There’s a bit of confusion when it comes to the subject of whole house re-pipe jobs in the plumbing industry. By virtue of its name, most people assume that a whole house re-pipe replaces every pipe in your “whole house.” In the real world, a “whole house re-pipe” only refers to the water supply lines in your home that run from the house side of your water meter, into your home, and out to all your plumbing appliances.

Having a whole house re-pipe service performed does NOT include replacement of your drain or sewer lines. Whole house re-pipe also does not refer to faucets, toilets, or any other water spigots installed in your home.



It’s critical for the homeowner to know what type of plumbing they have in their home.

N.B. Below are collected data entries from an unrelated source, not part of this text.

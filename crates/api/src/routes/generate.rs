//! Article generation, rewrite and SEO metadata.

use std::convert::Infallible;

use axum::{
    Json,
    extract::State,
    response::sse::{Event, KeepAlive, Sse},
};
use futures::{Stream, StreamExt};
use serde::{Deserialize, Serialize};
use serde_json::json;
use tracing::{info, warn};

use contentforge_core::{AiProvider, ContentId, ContentKind, WebsiteId};

use crate::ai::TextStream;
use crate::db::ContentRepository;
use crate::error::AppError;
use crate::generation::{self, ArticleDraft, MetaTags, clamp_word_count, prompts};
use crate::middleware::RequireAuth;
use crate::models::{Content, ContentUpdate, NewContent};
use crate::research::SearchResults;
use crate::routes::websites::owned_website;
use crate::state::AppState;

/// Organic results requested from Serper for article research.
const RESEARCH_RESULTS: u32 = 10;

#[derive(Debug, Deserialize)]
pub struct GenerateArticleRequest {
    pub website_id: WebsiteId,
    pub topic: String,
    #[serde(default)]
    pub keywords: Vec<String>,
    pub word_count: Option<u32>,
    pub provider: Option<AiProvider>,
    #[serde(default)]
    pub research: bool,
}

#[derive(Debug, Deserialize)]
pub struct RewriteRequest {
    pub content_id: ContentId,
    pub instructions: String,
    pub provider: Option<AiProvider>,
}

#[derive(Debug, Deserialize)]
pub struct MetaRequest {
    pub content_id: ContentId,
    pub provider: Option<AiProvider>,
}

#[derive(Debug, Serialize)]
pub struct MetaResponse {
    #[serde(flatten)]
    pub meta: MetaTags,
    pub content: Content,
}

fn sse_event(name: &str, data: &serde_json::Value) -> Event {
    Event::default().event(name).data(data.to_string())
}

/// Top results for `topic`, or `None` when research is off, unconfigured or
/// failing.
async fn research(state: &AppState, topic: &str) -> Option<SearchResults> {
    let serper = state.serper()?;
    match serper.search(topic, RESEARCH_RESULTS).await {
        Ok(results) => Some(results),
        Err(e) => {
            warn!(error = %e, "Research failed, generating without it");
            None
        }
    }
}

/// Forward model deltas as `chunk` events, then persist the draft and send
/// `done`, or send `error`.
fn article_events(
    state: AppState,
    new_content: NewContent,
    mut deltas: TextStream,
) -> impl Stream<Item = Result<Event, Infallible>> {
    async_stream::stream! {
        let mut markdown = String::new();
        while let Some(delta) = deltas.next().await {
            match delta {
                Ok(text) => {
                    markdown.push_str(&text);
                    yield Ok(sse_event("chunk", &json!({ "text": text })));
                }
                Err(e) => {
                    warn!(error = %e, "Article stream failed");
                    yield Ok(sse_event("error", &json!({ "error": e.to_string() })));
                    return;
                }
            }
        }

        if markdown.trim().is_empty() {
            yield Ok(sse_event("error", &json!({ "error": "model returned an empty response" })));
            return;
        }

        let draft = ArticleDraft::from_markdown(&markdown, &new_content.title);
        let new_content = NewContent {
            title: draft.title,
            body_markdown: draft.body_markdown,
            body_html: draft.body_html,
            ..new_content
        };
        match ContentRepository::new(state.pool()).create(&new_content).await {
            Ok(content) => {
                info!(content_id = %content.id, website_id = %content.website_id, "Article generated");
                yield Ok(sse_event("done", &json!({ "content_id": content.id, "title": content.title })));
            }
            Err(e) => {
                tracing::error!(error = %e, "Failed to save generated article");
                yield Ok(sse_event("error", &json!({ "error": "failed to save article" })));
            }
        }
    }
}

/// Stream a new article and save it as a draft.
///
/// POST /api/generate/article
///
/// Server-sent events: `chunk` `{"text"}` per delta, then `done`
/// `{"content_id", "title"}` or `error` `{"error"}`.
///
/// # Errors
///
/// Fails before streaming starts: 400 for a blank topic or unconfigured
/// provider, 404 for a foreign website, 429/502 if the provider rejects the
/// request.
pub async fn article(
    State(state): State<AppState>,
    RequireAuth(user): RequireAuth,
    Json(body): Json<GenerateArticleRequest>,
) -> Result<Sse<impl Stream<Item = Result<Event, Infallible>>>, AppError> {
    let topic = body.topic.trim();
    if topic.is_empty() {
        return Err(AppError::BadRequest("topic is required".to_string()));
    }
    let website = owned_website(&state, user.id, body.website_id).await?;
    let model = state.ai().get(body.provider)?;

    let keywords: Vec<String> = body
        .keywords
        .iter()
        .map(|k| k.trim().to_string())
        .filter(|k| !k.is_empty())
        .collect();
    let word_count = clamp_word_count(body.word_count);

    let research = if body.research {
        research(&state, topic).await
    } else {
        None
    };

    let request =
        prompts::article_request(&website, topic, &keywords, word_count, research.as_ref());
    let deltas = model.stream(&request).await?;

    info!(
        website_id = %website.id,
        provider = %model.provider(),
        word_count,
        research = research.is_some(),
        "Article generation started"
    );

    let new_content = NewContent {
        website_id: website.id,
        kind: ContentKind::Article,
        title: topic.to_string(),
        keywords,
        body_markdown: String::new(),
        body_html: String::new(),
    };
    Ok(Sse::new(article_events(state, new_content, deltas)).keep_alive(KeepAlive::default()))
}

/// Rewrite an article and store the new body.
///
/// POST /api/generate/rewrite
///
/// # Errors
///
/// 400 for blank instructions, 404 for a foreign content item, 502 if the
/// model fails.
pub async fn rewrite(
    State(state): State<AppState>,
    RequireAuth(user): RequireAuth,
    Json(body): Json<RewriteRequest>,
) -> Result<Json<Content>, AppError> {
    let instructions = body.instructions.trim();
    if instructions.is_empty() {
        return Err(AppError::BadRequest("instructions are required".to_string()));
    }
    let contents = ContentRepository::new(state.pool());
    let content = contents.get(user.id, body.content_id).await?;
    let website = owned_website(&state, user.id, content.website_id).await?;
    let model = state.ai().get(body.provider)?;

    let draft =
        generation::rewrite_article(model.as_ref(), &website, &content, instructions).await?;
    let update = ContentUpdate {
        title: Some(draft.title),
        body_markdown: Some(draft.body_markdown),
        ..ContentUpdate::default()
    };
    let content = contents
        .update(content.id, &update, Some(&draft.body_html))
        .await?;
    Ok(Json(content))
}

/// Generate and store meta title and description.
///
/// POST /api/generate/meta
///
/// # Errors
///
/// 404 for a foreign content item, 502 if the model fails.
pub async fn meta(
    State(state): State<AppState>,
    RequireAuth(user): RequireAuth,
    Json(body): Json<MetaRequest>,
) -> Result<Json<MetaResponse>, AppError> {
    let contents = ContentRepository::new(state.pool());
    let content = contents.get(user.id, body.content_id).await?;
    let website = owned_website(&state, user.id, content.website_id).await?;
    let model = state.ai().get(body.provider)?;

    let meta = generation::generate_meta(model.as_ref(), &website, &content).await?;
    let update = ContentUpdate {
        meta_title: Some(meta.meta_title.clone()),
        meta_description: Some(meta.meta_description.clone()),
        ..ContentUpdate::default()
    };
    let content = contents.update(content.id, &update, None).await?;
    Ok(Json(MetaResponse { meta, content }))
}
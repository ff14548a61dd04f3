//! Product description queue and publish history.

use sqlx::PgPool;

use contentforge_core::{
    DescriptionStatus, PendingDescriptionId, PublishedProductId, UserId, WebsiteId,
};

use super::RepositoryError;
use crate::models::{PendingProductDescription, PublishedProduct};

/// Fields for queueing a generated description.
#[derive(Debug, Clone)]
pub struct NewPendingDescription<'a> {
    pub website_id: WebsiteId,
    pub product_id: &'a str,
    pub product_title: &'a str,
    pub original_html: &'a str,
    pub generated_html: &'a str,
    pub error: Option<&'a str>,
}

/// Repository for product descriptions.
pub struct ProductDescriptionRepository<'a> {
    pool: &'a PgPool,
}

impl<'a> ProductDescriptionRepository<'a> {
    /// Create a new product description repository.
    #[must_use]
    pub const fn new(pool: &'a PgPool) -> Self {
        Self { pool }
    }

    /// Queue a generated (or failed) description as pending.
    ///
    /// # Errors
    ///
    /// Returns `RepositoryError::Database` if the insert fails.
    pub async fn create_pending(
        &self,
        new: &NewPendingDescription<'_>,
    ) -> Result<PendingProductDescription, RepositoryError> {
        let pending = sqlx::query_as::<_, PendingProductDescription>(
            r"
            INSERT INTO contentforge.pending_product_description
                (website_id, product_id, product_title, original_html, generated_html, error)
            VALUES ($1, $2, $3, $4, $5, $6)
            RETURNING *
            ",
        )
        .bind(new.website_id)
        .bind(new.product_id)
        .bind(new.product_title)
        .bind(new.original_html)
        .bind(new.generated_html)
        .bind(new.error)
        .fetch_one(self.pool)
        .await?;

        Ok(pending)
    }

    /// List a website's descriptions, newest first, optionally by status.
    ///
    /// # Errors
    ///
    /// Returns `RepositoryError::Database` if the query fails.
    pub async fn list(
        &self,
        website_id: WebsiteId,
        status: Option<DescriptionStatus>,
    ) -> Result<Vec<PendingProductDescription>, RepositoryError> {
        let items = sqlx::query_as::<_, PendingProductDescription>(
            r"
            SELECT * FROM contentforge.pending_product_description
            WHERE website_id = $1
              AND ($2::contentforge.description_status IS NULL OR status = $2)
            ORDER BY created_at DESC, id DESC
            ",
        )
        .bind(website_id)
        .bind(status)
        .fetch_all(self.pool)
        .await?;

        Ok(items)
    }

    /// Get a description whose website belongs to `user_id`.
    ///
    /// # Errors
    ///
    /// Returns `RepositoryError::NotFound` if missing or foreign.
    pub async fn get(
        &self,
        user_id: UserId,
        id: PendingDescriptionId,
    ) -> Result<PendingProductDescription, RepositoryError> {
        sqlx::query_as::<_, PendingProductDescription>(
            r"
            SELECT d.* FROM contentforge.pending_product_description d
            JOIN contentforge.website w ON w.id = d.website_id
            WHERE d.id = $1 AND w.user_id = $2
            ",
        )
        .bind(id)
        .bind(user_id)
        .fetch_optional(self.pool)
        .await?
        .ok_or(RepositoryError::NotFound)
    }

    /// Move a description from `from` to `to`.
    ///
    /// The `WHERE status = from` guard makes concurrent transitions fail
    /// instead of overwriting each other.
    ///
    /// # Errors
    ///
    /// Returns `RepositoryError::Conflict` if the status changed underneath.
    pub async fn transition(
        &self,
        id: PendingDescriptionId,
        from: DescriptionStatus,
        to: DescriptionStatus,
    ) -> Result<PendingProductDescription, RepositoryError> {
        sqlx::query_as::<_, PendingProductDescription>(
            r"
            UPDATE contentforge.pending_product_description
            SET status = $3, updated_at = NOW()
            WHERE id = $1 AND status = $2
            RETURNING *
            ",
        )
        .bind(id)
        .bind(from)
        .bind(to)
        .fetch_optional(self.pool)
        .await?
        .ok_or_else(|| RepositoryError::Conflict(format!("description is no longer {from}")))
    }

    /// Replace the generated HTML of a pending description.
    ///
    /// Hand-written text supersedes a failed generation, so `error` is
    /// cleared.
    ///
    /// # Errors
    ///
    /// Returns `RepositoryError::Conflict` if the description is not pending.
    pub async fn update_generated_html(
        &self,
        id: PendingDescriptionId,
        generated_html: &str,
    ) -> Result<PendingProductDescription, RepositoryError> {
        sqlx::query_as::<_, PendingProductDescription>(
            r"
            UPDATE contentforge.pending_product_description
            SET generated_html = $2, error = NULL, updated_at = NOW()
            WHERE id = $1 AND status = 'pending'
            RETURNING *
            ",
        )
        .bind(id)
        .bind(generated_html)
        .fetch_optional(self.pool)
        .await?
        .ok_or_else(|| RepositoryError::Conflict("description is not pending".to_string()))
    }

    /// Store a regeneration result and reset the description to pending.
    ///
    /// A failed regeneration (`error` is `Some`) keeps the old text for
    /// reference; approval refuses descriptions that carry an error. Only
    /// pending or rejected rows are touched, so an approval that lands while
    /// the model runs wins.
    ///
    /// # Errors
    ///
    /// Returns `RepositoryError::Conflict` if the description was approved or
    /// published in the meantime.
    pub async fn save_regenerated(
        &self,
        id: PendingDescriptionId,
        generated_html: &str,
        error: Option<&str>,
    ) -> Result<PendingProductDescription, RepositoryError> {
        sqlx::query_as::<_, PendingProductDescription>(
            r"
            UPDATE contentforge.pending_product_description
            SET generated_html = CASE WHEN $3::TEXT IS NULL THEN $2 ELSE generated_html END,
                error = $3,
                status = 'pending',
                updated_at = NOW()
            WHERE id = $1 AND status IN ('pending', 'rejected')
            RETURNING *
            ",
        )
        .bind(id)
        .bind(generated_html)
        .bind(error)
        .fetch_optional(self.pool)
        .await?
        .ok_or_else(|| {
            RepositoryError::Conflict("description left review while regenerating".to_string())
        })
    }

    /// Mark an approved description published and record the write.
    ///
    /// `previous_html` is the live description the publish replaced. Both
    /// rows change in one transaction.
    ///
    /// # Errors
    ///
    /// Returns `RepositoryError::Conflict` if the description is no longer
    /// approved.
    pub async fn record_publish(
        &self,
        pending: &PendingProductDescription,
        previous_html: &str,
    ) -> Result<PublishedProduct, RepositoryError> {
        let mut tx = self.pool.begin().await?;

        let updated = sqlx::query(
            r"
            UPDATE contentforge.pending_product_description
            SET status = 'published', updated_at = NOW()
            WHERE id = $1 AND status = 'approved'
            ",
        )
        .bind(pending.id)
        .execute(&mut *tx)
        .await?;

        if updated.rows_affected() == 0 {
            return Err(RepositoryError::Conflict(
                "description is no longer approved".to_string(),
            ));
        }

        let published = sqlx::query_as::<_, PublishedProduct>(
            r"
            INSERT INTO contentforge.published_product
                (website_id, product_id, product_title, previous_html, published_html)
            VALUES ($1, $2, $3, $4, $5)
            RETURNING *
            ",
        )
        .bind(pending.website_id)
        .bind(&pending.product_id)
        .bind(&pending.product_title)
        .bind(previous_html)
        .bind(&pending.generated_html)
        .fetch_one(&mut *tx)
        .await?;

        tx.commit().await?;
        Ok(published)
    }

    /// List a website's published descriptions, newest first.
    ///
    /// # Errors
    ///
    /// Returns `RepositoryError::Database` if the query fails.
    pub async fn list_published(
        &self,
        website_id: WebsiteId,
    ) -> Result<Vec<PublishedProduct>, RepositoryError> {
        let items = sqlx::query_as::<_, PublishedProduct>(
            r"
            SELECT * FROM contentforge.published_product
            WHERE website_id = $1
            ORDER BY published_at DESC, id DESC
            ",
        )
        .bind(website_id)
        .fetch_all(self.pool)
        .await?;

        Ok(items)
    }

    /// Get a published record whose website belongs to `user_id`.
    ///
    /// # Errors
    ///
    /// Returns `RepositoryError::NotFound` if missing or foreign.
    pub async fn get_published(
        &self,
        user_id: UserId,
        id: PublishedProductId,
    ) -> Result<PublishedProduct, RepositoryError> {
        sqlx::query_as::<_, PublishedProduct>(
            r"
            SELECT p.* FROM contentforge.published_product p
            JOIN contentforge.website w ON w.id = p.website_id
            WHERE p.id = $1 AND w.user_id = $2
            ",
        )
        .bind(id)
        .bind(user_id)
        .fetch_optional(self.pool)
        .await?
        .ok_or(RepositoryError::NotFound)
    }

    /// Mark a published record reverted.
    ///
    /// # Errors
    ///
    /// Returns `RepositoryError::Conflict` if it was already reverted.
    pub async fn mark_reverted(
        &self,
        id: PublishedProductId,
    ) -> Result<PublishedProduct, RepositoryError> {
        sqlx::query_as::<_, PublishedProduct>(
            r"
            UPDATE contentforge.published_product
            SET reverted_at = NOW()
            WHERE id = $1 AND reverted_at IS NULL
            RETURNING *
            ",
        )
        .bind(id)
        .fetch_optional(self.pool)
        .await?
        .ok_or_else(|| RepositoryError::Conflict("already reverted".to_string()))
    }
}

All plumbing, regardless of the material it is made of, will eventually need to be repaired or replaced. There is a myriad of reasons why a pipe or an entire plumbing system may fail, from damage caused by hard water and age.

Most homes built before 1970 still have galvanized steel pipes for supply lines. While galvanized pipes are extremely sturdy and have a long lifespan, eventually, the protective coating inside the pipe wears away. Once that protection wears away, the steel becomes susceptible to corroding from the inside the pipe. By the time a leak is discovered in a galvanized pipe, that section of the pipe cannot be repaired; it must be replaced.

Homes built after the 1970s most likely have copper or PEX for water supply lines and either galvanized or PVC pipe for the drain and sewer line. Old copper pipes will develop pinhole leaks as they near the end of their useful life, caused by mineral deposits that wear away the metal and cause corrosion.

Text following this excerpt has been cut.